前作と本作は一見かけ離れているようで、たまたまなのか何なのか余りに多くの同じ要素がある(…ので、以下の感想はほぼ二作を繋げてのもの)。学歴社会の中で子どもから大人への岐路にあり自由を求めている男友達たちが(バイクに二人乗りした後)警察に捕まるのに始まる。前作では生き残るために汚れるしかなかったのがこちらでは違う道が提示される。ただしいかにも「フィクション」として。

そんな世界に常に在るのが暴力である。「グローリーデイ」の主人公ヨンビ(ジス)は父の暴力で母親を亡くしており男性に足蹴にされている女性を見過ごせず、事件に巻き込まれる。被害者は金のために自分が暴力を受けた(おそらく、受け続けていた)ことを隠す。

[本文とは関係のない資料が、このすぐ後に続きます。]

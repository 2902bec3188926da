// Copyright 2026 the Stratum Authors
// SPDX-License-Identifier: Apache-2.0 OR MIT

//! Semantic notifications for tree mutations.
//!
//! This module provides a [`TreeObserver`] trait with per-event methods that
//! structural operations call as they mutate the tree. All method bodies
//! default to no-ops, so implementing only the events you care about is fine.
//!
//! [`Notifier`] wraps an optional `&mut dyn TreeObserver`. Mutating
//! operations take a `&mut Notifier<'_>`; callers without a listener pass
//! [`Notifier::none()`] and pay a single `Option` branch per event.
//!
//! The events are part of the tree's contract, not diagnostics: attach and
//! detach report the parent change to the moved node, bounds-override
//! changes fan out to every strict ancestor, orientation requests bubble to
//! the nearest capable ancestor, and resize propagation announces itself to
//! each affected child.

use crate::container::{ContainerId, RequestToken};

// ---------------------------------------------------------------------------
// TreeObserver trait
// ---------------------------------------------------------------------------

/// Receives semantic events from tree mutations.
///
/// All methods have default no-op implementations, so you only need to
/// override the events you care about.
pub trait TreeObserver {
    /// Called when a container gains or loses its parent.
    ///
    /// Fires once per attach (`old_parent` is `None`) and once per detach
    /// (`new_parent` is `None`).
    fn parent_changed(
        &mut self,
        child: ContainerId,
        old_parent: Option<ContainerId>,
        new_parent: Option<ContainerId>,
    ) {
        _ = (child, old_parent, new_parent);
    }

    /// Called on every strict ancestor, nearest first, when a descendant's
    /// bounds override actually changes.
    fn descendant_override_changed(&mut self, ancestor: ContainerId, descendant: ContainerId) {
        _ = (ancestor, descendant);
    }

    /// Called on the nearest ancestor that declares
    /// `handles_orientation_request` when a descendant's requested
    /// orientation changes. `token` and `requester` pass through from the
    /// requesting caller untouched.
    fn descendant_orientation_changed(
        &mut self,
        handler: ContainerId,
        token: Option<RequestToken>,
        requester: Option<ContainerId>,
    ) {
        _ = (handler, token, requester);
    }

    /// Called on each child without a bounds override, exactly once per
    /// resize of its parent.
    fn parent_resized(&mut self, child: ContainerId) {
        _ = child;
    }
}

// ---------------------------------------------------------------------------
// NoopObserver
// ---------------------------------------------------------------------------

/// A [`TreeObserver`] that discards all events.
#[derive(Clone, Copy, Debug, Default)]
pub struct NoopObserver;

impl TreeObserver for NoopObserver {}

// ---------------------------------------------------------------------------
// Notifier wrapper
// ---------------------------------------------------------------------------

/// Thin wrapper around an optional [`TreeObserver`].
///
/// Each method checks the inner `Option` (one branch) before dispatching to
/// the observer, so mutation paths stay cheap when nobody is listening.
pub struct Notifier<'a> {
    sink: Option<&'a mut dyn TreeObserver>,
}

impl core::fmt::Debug for Notifier<'_> {
    fn fmt(&self, f: &mut core::fmt::Formatter<'_>) -> core::fmt::Result {
        f.debug_struct("Notifier").finish_non_exhaustive()
    }
}

impl<'a> Notifier<'a> {
    /// Creates a notifier that dispatches to the given observer.
    #[inline]
    #[must_use]
    pub fn new(sink: &'a mut dyn TreeObserver) -> Self {
        Self { sink: Some(sink) }
    }

    /// Creates a notifier that discards all events.
    #[inline]
    #[must_use]
    pub fn none() -> Self {
        Self { sink: None }
    }

    /// Emits a parent-changed event.
    #[inline]
    pub fn parent_changed(
        &mut self,
        child: ContainerId,
        old_parent: Option<ContainerId>,
        new_parent: Option<ContainerId>,
    ) {
        if let Some(s) = &mut self.sink {
            s.parent_changed(child, old_parent, new_parent);
        }
    }

    /// Emits a descendant-override-changed event.
    #[inline]
    pub fn descendant_override_changed(
        &mut self,
        ancestor: ContainerId,
        descendant: ContainerId,
    ) {
        if let Some(s) = &mut self.sink {
            s.descendant_override_changed(ancestor, descendant);
        }
    }

    /// Emits a descendant-orientation-changed event.
    #[inline]
    pub fn descendant_orientation_changed(
        &mut self,
        handler: ContainerId,
        token: Option<RequestToken>,
        requester: Option<ContainerId>,
    ) {
        if let Some(s) = &mut self.sink {
            s.descendant_orientation_changed(handler, token, requester);
        }
    }

    /// Emits a parent-resized event.
    #[inline]
    pub fn parent_resized(&mut self, child: ContainerId) {
        if let Some(s) = &mut self.sink {
            s.parent_resized(child);
        }
    }
}

// ---------------------------------------------------------------------------
// Tests
// ---------------------------------------------------------------------------

#[cfg(test)]
mod tests {
    use alloc::vec::Vec;

    use super::*;
    use crate::container::ContainerTree;

    #[test]
    fn noop_observer_compiles() {
        let mut tree = ContainerTree::new();
        let id = tree.create_container();

        let mut obs = NoopObserver;
        obs.parent_changed(id, None, None);
        obs.descendant_override_changed(id, id);
        obs.descendant_orientation_changed(id, None, None);
        obs.parent_resized(id);
    }

    #[test]
    fn notifier_none_does_nothing() {
        let mut tree = ContainerTree::new();
        let id = tree.create_container();

        let mut notifier = Notifier::none();
        notifier.parent_changed(id, None, None);
        notifier.parent_resized(id);
    }

    #[test]
    fn notifier_dispatches_to_observer() {
        struct Recording {
            children: Vec<ContainerId>,
        }
        impl TreeObserver for Recording {
            fn parent_changed(
                &mut self,
                child: ContainerId,
                _old: Option<ContainerId>,
                _new: Option<ContainerId>,
            ) {
                self.children.push(child);
            }
        }

        let mut tree = ContainerTree::new();
        let id = tree.create_container();

        let mut obs = Recording {
            children: Vec::new(),
        };
        let mut notifier = Notifier::new(&mut obs);
        notifier.parent_changed(id, None, None);
        drop(notifier);
        assert_eq!(obs.children, &[id]);
    }
}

本作は主人公テギル(パク・ジョンミン)が母親(ヨム・ジョンア)から平手打ち、少女からパンチを受けるのに始まるが、「女を殴れない」と言っていることからして作り手は男と女、男と女のふるう暴力は別としているふしがある(尤も彼は男だって殴らないタイプなのだ、サウナでの一件などからして)。女は同じ人間ではないようだ。それじゃあマ・ドンソクは何なのかというと、あれは暴力の妖精なのだ。彼によるあの役がなければ私が行った日曜日のように大入りにはならなかったろうけれど、あの役のせいで随分いびつな映画になっているなと思った。

テギルの「悪いことをしないで自由に生きていくんじゃだめなのか」とのセリフは何とも率直で切実である。「グローリーデイ」では孫息子が祖母に対し、本作では息子が母に対し、同じことを願っている。自分(息子)のために働くのをやめ好きなことをして生きてほしい、そもそも「仕事」とは自由や幸せと対極のものだと考えている。それじゃあ自分が長じたらどうすればよいのか。一応の答えが、本作で成人男性三人もが目指す料理人(が表すもの)なのかもしれない。
同様に料理に携わっているとも言えるテギルの母の「これが好きなの」とはトーストを作って売る仕事のことなのか、息子のためにお金を稼ぐことなのか、それとも嘘なのか、私には分からなかった。トーストそのものが映らないことからして一番最初の答えではないのだろうか。